Crowd at Cedar Village, image from Twitter
Saturday night was a big win for the Michigan State Spartans, but not all students ended the evening on a positive note. Eight students were arrested in Cedar Village for alcohol-related violations after students flooded the streets and lit couches on fire to celebrate the Big Ten Championship victory.
ELPD’s Lt. Wriggelsworth said thirteen fires took place Saturday night after the game. The fires occurred in predominantly student-rental areas of East Lansing, including Cedar Village as well as North Harrison.
“Shortly after the game ended a crowd of about 2,000 gathered in Cedar Village,” he said. “A lot of the kids actually ran there from neighboring dorms.”
In the past, Cedar Village has been home to riotous behavior known among students as “Cedar Fest.” Michigan State University has taken a strong stance against such behavior. On Friday, the official MSU Facebook page shared an image warning students, “No one is anonymous,” and encouraging safe and legal victory celebrations.
East Lansing law enforcement also anticipated the potential for couch burnings, and implemented precautionary measures of their own including implementing new body cams.
Katelyn Brolick, a junior at MSU, said a P.A.C.E officer came to her house on Charles Street last Monday, and asked that she and her roommate remove the couch that had been discarded in her backyard.

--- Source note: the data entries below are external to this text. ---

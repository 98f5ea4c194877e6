use thiserror::Error;

#[derive(Debug, Error)]
pub enum InvokerError {
    #[error("prompt too long")]
    PromptTooLong,
    #[error("worker invocation failed: {0}")]
    WorkerFailure(String),
    #[error("worker timed out after {0}s")]
    Timeout(u64),
    #[error("invalid session key: {0}")]
    InvalidKey(String),
}

impl InvokerError {
    pub fn code(&self) -> &'static str {
        match self {
            InvokerError::PromptTooLong => "prompt_too_long",
            InvokerError::WorkerFailure(_) => "worker_failure",
            InvokerError::Timeout(_) => "timeout",
            InvokerError::InvalidKey(_) => "invalid_key",
        }
    }
}

pub type Result<T> = std::result::Result<T, InvokerError>;
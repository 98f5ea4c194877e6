use std::sync::Arc;

use async_trait::async_trait;
use chrono::{DateTime, Utc};
use serde::Deserialize;
use serde_json::{json, Value};
use tracing::instrument;
use uuid::Uuid;

use crate::error::Result;
use crate::layer::MemoryLayer;
use crate::types::{GraphEdge, GraphEntity, HealthStatus, LayerResult};

/// Thin client over an external knowledge-graph engine. Entity/edge
/// extraction from free text is delegated entirely to that engine — this
/// crate only models the CRUD surface the distilled spec requires.
#[async_trait]
pub trait GraphBackend: Send + Sync {
    async fn ingest_episode(&self, content: &str) -> Result<()>;
    async fn search(&self, query: &str, limit: usize) -> Result<Vec<LayerResult>>;
    async fn find_entity(&self, name: &str, group: &str) -> Result<Option<GraphEntity>>;
    async fn create_entity(&self, name: &str, group: &str, entity_type: Option<&str>) -> Result<GraphEntity>;
    async fn find_edge(
        &self,
        source_uuid: &str,
        relation: &str,
        target_uuid: &str,
    ) -> Result<Option<GraphEdge>>;
    async fn create_edge(
        &self,
        source_uuid: &str,
        relation: &str,
        target_uuid: &str,
        fact: Option<&str>,
    ) -> Result<GraphEdge>;
    async fn explore(&self, entity: &str, depth: u32) -> Result<Vec<LayerResult>>;
    async fn timeline(&self, since: Option<DateTime<Utc>>, until: Option<DateTime<Utc>>, limit: usize)
        -> Result<Vec<GraphEdge>>;
    async fn delete_edge(&self, uuid: &str) -> Result<()>;
    async fn health(&self) -> Result<HealthStatus>;
}

/// Layer L3: free-text episode ingestion plus the entity/edge CRUD
/// surface. `add_triplet` is the one operation carrying a testable
/// invariant: it must never create a second entity for an existing
/// `(name, group)` pair, and a duplicate `(source, relation, target)`
/// edge returns the existing edge rather than creating another.
pub struct GraphLayer {
    backend: Arc<dyn GraphBackend>,
}

impl GraphLayer {
    /// Constructs the layer, failing fast if the backend's health probe
    /// does not succeed — a graph backend chosen but unreachable at boot
    /// is a fatal startup error, not a degraded layer.
    pub async fn connect(backend: Arc<dyn GraphBackend>) -> Result<Self> {
        let health = backend.health().await?;
        if !health.available {
            return Err(crate::error::MemoryError::BackendUnavailable(health.message));
        }
        Ok(Self { backend })
    }

    #[instrument(skip(self, fact))]
    pub async fn add_triplet(
        &self,
        source: &str,
        relation: &str,
        target: &str,
        fact: Option<&str>,
        source_type: Option<&str>,
        target_type: Option<&str>,
        group: &str,
    ) -> Result<GraphEdge> {
        let source_entity = match self.backend.find_entity(source, group).await? {
            Some(e) => e,
            None => self.backend.create_entity(source, group, source_type).await?,
        };
        let target_entity = match self.backend.find_entity(target, group).await? {
            Some(e) => e,
            None => self.backend.create_entity(target, group, target_type).await?,
        };

        if let Some(existing) =
            self.backend.find_edge(&source_entity.uuid, relation, &target_entity.uuid).await?
        {
            return Ok(existing);
        }
        self.backend.create_edge(&source_entity.uuid, relation, &target_entity.uuid, fact).await
    }

    pub async fn explore(&self, entity: &str, depth: u32) -> Result<Vec<LayerResult>> {
        self.backend.explore(entity, depth).await
    }

    pub async fn timeline(
        &self,
        since: Option<DateTime<Utc>>,
        until: Option<DateTime<Utc>>,
        limit: usize,
    ) -> Result<Vec<GraphEdge>> {
        self.backend.timeline(since, until, limit).await
    }

    pub async fn delete_edge(&self, uuid: &str) -> Result<()> {
        self.backend.delete_edge(uuid).await
    }
}

#[async_trait]
impl MemoryLayer for GraphLayer {
    async fn search(&self, query: &str, limit: usize) -> Result<Vec<LayerResult>> {
        self.backend.search(query, limit).await
    }

    async fn store(&self, content: &str, _metadata: Value) -> Result<bool> {
        self.backend.ingest_episode(content).await?;
        Ok(true)
    }

    async fn health(&self) -> HealthStatus {
        match self.backend.health().await {
            Ok(status) => status,
            Err(e) => HealthStatus::unavailable(e.to_string()),
        }
    }
}

/// Default implementation: an HTTP client over an external graph engine
/// service, chosen per the distilled spec's open question on graph back
/// end selection (this workspace already depends on `reqwest`
/// pervasively; no graph-library crate is in the dependency set).
pub struct HttpGraphBackend {
    client: reqwest::Client,
    base_url: String,
}

impl HttpGraphBackend {
    pub fn new(base_url: impl Into<String>) -> Self {
        Self { client: reqwest::Client::new(), base_url: base_url.into() }
    }
}

#[async_trait]
impl GraphBackend for HttpGraphBackend {
    async fn ingest_episode(&self, content: &str) -> Result<()> {
        self.client
            .post(format!("{}/episodes", self.base_url))
            .json(&json!({ "content": content }))
            .send()
            .await?
            .error_for_status()?;
        Ok(())
    }

    async fn search(&self, query: &str, limit: usize) -> Result<Vec<LayerResult>> {
        #[derive(Deserialize)]
        struct Hit {
            content: String,
            source: String,
            relevance: f64,
            #[serde(default)]
            metadata: Value,
        }
        let hits: Vec<Hit> = self
            .client
            .get(format!("{}/search", self.base_url))
            .query(&[("q", query), ("limit", &limit.to_string())])
            .send()
            .await?
            .error_for_status()?
            .json()
            .await?;
        Ok(hits
            .into_iter()
            .map(|h| LayerResult { content: h.content, source: h.source, relevance: h.relevance, metadata: h.metadata })
            .collect())
    }

    async fn find_entity(&self, name: &str, group: &str) -> Result<Option<GraphEntity>> {
        let resp = self
            .client
            .get(format!("{}/entities", self.base_url))
            .query(&[("name", name), ("group", group)])
            .send()
            .await?;
        if resp.status() == reqwest::StatusCode::NOT_FOUND {
            return Ok(None);
        }
        Ok(Some(resp.error_for_status()?.json().await?))
    }

    async fn create_entity(&self, name: &str, group: &str, entity_type: Option<&str>) -> Result<GraphEntity> {
        let uuid = Uuid::now_v7().to_string();
        let entity = GraphEntity {
            uuid: uuid.clone(),
            name: name.to_string(),
            group: group.to_string(),
            entity_type: entity_type.map(str::to_string),
        };
        self.client
            .post(format!("{}/entities", self.base_url))
            .json(&entity)
            .send()
            .await?
            .error_for_status()?;
        Ok(entity)
    }

    async fn find_edge(
        &self,
        source_uuid: &str,
        relation: &str,
        target_uuid: &str,
    ) -> Result<Option<GraphEdge>> {
        let resp = self
            .client
            .get(format!("{}/edges", self.base_url))
            .query(&[("source", source_uuid), ("relation", relation), ("target", target_uuid)])
            .send()
            .await?;
        if resp.status() == reqwest::StatusCode::NOT_FOUND {
            return Ok(None);
        }
        Ok(Some(resp.error_for_status()?.json().await?))
    }

    async fn create_edge(
        &self,
        source_uuid: &str,
        relation: &str,
        target_uuid: &str,
        fact: Option<&str>,
    ) -> Result<GraphEdge> {
        let edge = GraphEdge {
            uuid: Uuid::now_v7().to_string(),
            source_uuid: source_uuid.to_string(),
            relation: relation.to_string(),
            target_uuid: target_uuid.to_string(),
            fact: fact.map(str::to_string),
            created_at: Utc::now(),
        };
        self.client
            .post(format!("{}/edges", self.base_url))
            .json(&edge)
            .send()
            .await?
            .error_for_status()?;
        Ok(edge)
    }

    async fn explore(&self, entity: &str, depth: u32) -> Result<Vec<LayerResult>> {
        #[derive(Deserialize)]
        struct Hit {
            content: String,
            source: String,
            relevance: f64,
            #[serde(default)]
            metadata: Value,
        }
        let hits: Vec<Hit> = self
            .client
            .get(format!("{}/explore", self.base_url))
            .query(&[("entity", entity), ("depth", &depth.to_string())])
            .send()
            .await?
            .error_for_status()?
            .json()
            .await?;
        Ok(hits
            .into_iter()
            .map(|h| LayerResult { content: h.content, source: h.source, relevance: h.relevance, metadata: h.metadata })
            .collect())
    }

    async fn timeline(
        &self,
        since: Option<DateTime<Utc>>,
        until: Option<DateTime<Utc>>,
        limit: usize,
    ) -> Result<Vec<GraphEdge>> {
        let since = since.map(|d| d.to_rfc3339()).unwrap_or_default();
        let until = until.map(|d| d.to_rfc3339()).unwrap_or_default();
        let edges: Vec<GraphEdge> = self
            .client
            .get(format!("{}/timeline", self.base_url))
            .query(&[("since", since.as_str()), ("until", until.as_str()), ("limit", &limit.to_string())])
            .send()
            .await?
            .error_for_status()?
            .json()
            .await?;
        Ok(edges)
    }

    async fn delete_edge(&self, uuid: &str) -> Result<()> {
        self.client
            .delete(format!("{}/edges/{uuid}", self.base_url))
            .send()
            .await?
            .error_for_status()?;
        Ok(())
    }

    async fn health(&self) -> Result<HealthStatus> {
        match self.client.get(format!("{}/health", self.base_url)).send().await {
            Ok(resp) if resp.status().is_success() => Ok(HealthStatus::ok("graph engine reachable")),
            Ok(resp) => Ok(HealthStatus::unavailable(format!("graph engine returned {}", resp.status()))),
            Err(e) => Ok(HealthStatus::unavailable(e.to_string())),
        }
    }
}

#[cfg(test)]
mod tests {
    use super::*;
    use std::sync::Mutex;

    struct FakeGraphBackend {
        entities: Mutex<Vec<GraphEntity>>,
        edges: Mutex<Vec<GraphEdge>>,
    }

    impl FakeGraphBackend {
        fn new() -> Self {
            Self { entities: Mutex::new(Vec::new()), edges: Mutex::new(Vec::new()) }
        }
    }

    #[async_trait]
    impl GraphBackend for FakeGraphBackend {
        async fn ingest_episode(&self, _content: &str) -> Result<()> {
            Ok(())
        }
        async fn search(&self, _query: &str, _limit: usize) -> Result<Vec<LayerResult>> {
            Ok(Vec::new())
        }
        async fn find_entity(&self, name: &str, group: &str) -> Result<Option<GraphEntity>> {
            Ok(self.entities.lock().unwrap().iter().find(|e| e.name == name && e.group == group).cloned())
        }
        async fn create_entity(&self, name: &str, group: &str, entity_type: Option<&str>) -> Result<GraphEntity> {
            let entity = GraphEntity {
                uuid: Uuid::now_v7().to_string(),
                name: name.to_string(),
                group: group.to_string(),
                entity_type: entity_type.map(str::to_string),
            };
            self.entities.lock().unwrap().push(entity.clone());
            Ok(entity)
        }
        async fn find_edge(&self, source_uuid: &str, relation: &str, target_uuid: &str) -> Result<Option<GraphEdge>> {
            Ok(self
                .edges
                .lock()
                .unwrap()
                .iter()
                .find(|e| e.source_uuid == source_uuid && e.relation == relation && e.target_uuid == target_uuid)
                .cloned())
        }
        async fn create_edge(
            &self,
            source_uuid: &str,
            relation: &str,
            target_uuid: &str,
            fact: Option<&str>,
        ) -> Result<GraphEdge> {
            let edge = GraphEdge {
                uuid: Uuid::now_v7().to_string(),
                source_uuid: source_uuid.to_string(),
                relation: relation.to_string(),
                target_uuid: target_uuid.to_string(),
                fact: fact.map(str::to_string),
                created_at: Utc::now(),
            };
            self.edges.lock().unwrap().push(edge.clone());
            Ok(edge)
        }
        async fn explore(&self, _entity: &str, _depth: u32) -> Result<Vec<LayerResult>> {
            Ok(Vec::new())
        }
        async fn timeline(
            &self,
            _since: Option<DateTime<Utc>>,
            _until: Option<DateTime<Utc>>,
            _limit: usize,
        ) -> Result<Vec<GraphEdge>> {
            Ok(Vec::new())
        }
        async fn delete_edge(&self, uuid: &str) -> Result<()> {
            self.edges.lock().unwrap().retain(|e| e.uuid != uuid);
            Ok(())
        }
        async fn health(&self) -> Result<HealthStatus> {
            Ok(HealthStatus::ok("fake backend"))
        }
    }

    #[tokio::test]
    async fn add_triplet_reuses_entities_by_name_and_group() {
        let backend = Arc::new(FakeGraphBackend::new());
        let layer = GraphLayer::connect(backend.clone()).await.unwrap();

        layer.add_triplet("alice", "knows", "bob", None, None, None, "default").await.unwrap();
        layer.add_triplet("alice", "likes", "coffee", None, None, None, "default").await.unwrap();

        let entities = backend.entities.lock().unwrap();
        assert_eq!(entities.iter().filter(|e| e.name == "alice" && e.group == "default").count(), 1);
    }

    #[tokio::test]
    async fn add_triplet_returns_existing_edge_on_duplicate() {
        let backend = Arc::new(FakeGraphBackend::new());
        let layer = GraphLayer::connect(backend.clone()).await.unwrap();

        let first = layer.add_triplet("alice", "knows", "bob", None, None, None, "default").await.unwrap();
        let second = layer.add_triplet("alice", "knows", "bob", None, None, None, "default").await.unwrap();

        assert_eq!(first.uuid, second.uuid);
        assert_eq!(backend.edges.lock().unwrap().len(), 1);
    }
}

“He just came up to the door and he was like ‘is this your couch’ and we said ‘no, it’s our neighbor’s,’ and he said, ‘can you call your landlord and have him remove it, because we don’t want it to get burned on Friday.’ If it wasn’t gone, he said we would get a ticket.”
The combined efforts between Michigan State University and East Lansing law enforcement did not discourage all students from participating in dangerous and illegal behaviors following the game, but perhaps kept the events from escalating out of control.
Lt. Wriggelsworth said Saturday night’s events did not classify as a riot. The students arrested will face alcohol-related charges, rather than the more serious charges that arise in the occurrence of a riot.
“Most of the students will get an MIP or Drunk and Disorderly,” he said. “Typically, what we do in those situations is we get the most egregious offenders out of there and that allows the situation to resolve itself. The ones exposing themselves, or throwing beer cans or climbing up properties.”
The events Saturday night might not be classified as a riot, but Kirstie Liakos, an MSU senior, said she did not feel safe in her Cedar Street home with thousands of people just outside her door.
Liakos said she was scared her car or house might be damaged.
“I was panicking,” she said. “My house smelled like a bonfire.”
Between midnight and 1:20 a.m., Liakos watched students gather in the street, lighting objects on fire, setting off fireworks and cheering for the Spartans.
“I hated it,” she said.
One MSU senior, who requested to remain anonymous, said he participated in such behavior last year, following another big win. He said there was no real reason to participate, except that “everyone was doing it.”
“I used to live in Cedar Village, and it started with lighting a football on fire,” he said. “Then we just kind of escalated from there. My crew was doing it so I hopped in. I was drunk, and I was hype, and we were just in the moment.”
Michigan State Football and Men’s Basketball are each ranked third in the country — Spartans are good at winning. Michigan State University and East Lansing law enforcement are working to make sure Spartans are just as good at celebrating.